Why paying providers differently improves health (and how we’re doing it)

At a fundamental level, everyone agrees that the purpose of our healthcare system is to improve people’s health. But, the financial systems and incentives in place are often at odds with that goal. The King County Accountable Community of Health is one of nine regional entities across our state established to improve our health care delivery system, starting with Medicaid. The goal is to reboot the system so that people can access the care they need, when they need it, in a more seamless and holistic way.

It’s a complicated task, so we sat down with Public Health’s Policy Director Ingrid McDonald to learn more about the nuts and bolts of this strategy.

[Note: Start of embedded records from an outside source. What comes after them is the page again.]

//! Inferencer deployment: camera → classifier → score slot → actuator.
//!
//! Inference runs on core 0; the actuator poll loop owns core 1 alone. The
//! only link between them is the single-slot score queue.

pub mod actuator;
pub mod inference;

use std::sync::Arc;

use crate::{
    config::InferencerConfig,
    pipeline::{queue::LatestSlot, stats::PipelineStats},
};

pub use actuator::ActuatorTask;
pub use inference::{InferenceTask, probability, quantize_input};

pub struct InferencerContext {
    pub config: InferencerConfig,
    /// Latest positive-class probability; an unread score is overwritten.
    pub scores: LatestSlot<f32>,
    pub stats: PipelineStats,
}

impl InferencerContext {
    pub fn new(config: InferencerConfig) -> Arc<Self> {
        Arc::new(Self {
            config,
            scores: LatestSlot::new(),
            stats: PipelineStats::new(),
        })
    }
}
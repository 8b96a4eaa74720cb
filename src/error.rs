//! Error taxonomy for the pipeline.
//!
//! Queue saturation is deliberately absent: a full queue is a policy outcome
//! reported as `false` from the send call, not an error.

use std::{io, path::PathBuf};

pub type Result<T> = std::result::Result<T, PipelineError>;

#[derive(Debug, thiserror::Error)]
pub enum PipelineError {
    /// Sensor produced nothing usable this cycle; the next cycle retries.
    #[error("capture failed: {0}")]
    CaptureFailed(String),

    /// Open/create/write on the storage sink failed; the record is dropped.
    #[error("storage unavailable at {path:?}: {source}")]
    StorageUnavailable {
        path: PathBuf,
        #[source]
        source: io::Error,
    },

    /// Camera/IMU/model bring-up failed; the owning task stops.
    #[error("{component} init failed: {reason}")]
    InitFailed {
        component: &'static str,
        reason: String,
    },

    #[error("inference failed: {0}")]
    InferenceFailed(String),

    #[error("frame size mismatch: expected {expected} bytes, got {actual}")]
    FrameSizeMismatch { expected: usize, actual: usize },

    #[error("malformed record: {0}")]
    MalformedRecord(String),

    #[error(transparent)]
    Csv(#[from] csv::Error),

    #[error(transparent)]
    Io(#[from] io::Error),
}

impl PipelineError {
    pub fn storage(path: impl Into<PathBuf>, source: io::Error) -> Self {
        Self::StorageUnavailable {
            path: path.into(),
            source,
        }
    }

    pub fn init(component: &'static str, reason: impl Into<String>) -> Self {
        Self::InitFailed {
            component,
            reason: reason.into(),
        }
    }
}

Q: Let’s start off with the fundamentals of the Accountable Community of Health (ACH). Why did the ACH come about? What does it do?
Simply put, the ACH is about making the health care system work better for people, starting with the more than 400,000 people in King County who now have coverage through Medicaid.

In an ideal world, it would be easy to access the care you need when you need it. Your health care team would communicate with one another and connect you with whatever type of support that is important to keep you well – whether that be diabetes self-management or mental health counseling.

We all know that’s not typically how the system works now. Instead of a coordinated, integrated approach, health care is delivered in silos, the root causes of ill health go unaddressed and people fall through the cracks.

The purpose of the ACH is to fix this by bringing together organizations from across sectors to test new ways of doing business.

Q: What was Public Health and King County’s initial role in launching the King County ACH?
Over the past two years, Public Health played a key role in incubating the King County Accountable of Health, convening stakeholders and setting the stage for this work.

The ACH is now its own legal entity, with an Executive Director and staff and a newly established cross-sector, 25-member Governing Board. With our support, the King County ACH recently passed a state certification process and is now eligible to receive $6 million in Medicaid funding to design local demonstration projects.

Q: So, as you mentioned above, the ACH is taking a hard look at the financial incentives that influence the way healthcare is provided. What would that change look like?
In today’s world, most health care providers are paid based on volume. The more patients they see, the more tests they order, the more they get paid.

In tomorrow’s world, health care providers will be based on value. Providers will be incentivized not only to treat you when you are sick but also to keep you well.

The King County ACH will plan and implement local demonstration projects to support this shift. The key areas of focus will be the integration of physical and behavioral health; addressing the opioid crisis; chronic disease prevention and management; and transitional care to support people as they are released from jail and hospitals.

Q: That seems a big ship to turn. From a practical perspective, how is the ACH taking that on?
Two key ingredients will fuel the work of the ACH – a new level of cross-sector collaboration and robust funding.

In the past, managed care organizations, hospital systems, community clinics didn’t necessarily know or talk with housing advocates, youth and family service providers and substance use disorder specialists. Today they meet regularly around a common table with a shared goal of improving health outcomes in King County.

Under the umbrella of the ACH, these partners have the opportunity to earn more than $100 million in incentive funding based on successful implementation of demonstration projects.

Here’s an example:  The Transitional Care Project” focuses on providing people more support when they leave hospitals or jail because we know that without that support, people bounce back into the system.  Project partners will apply evidence based approaches such as better connecting people with housing or mental health services.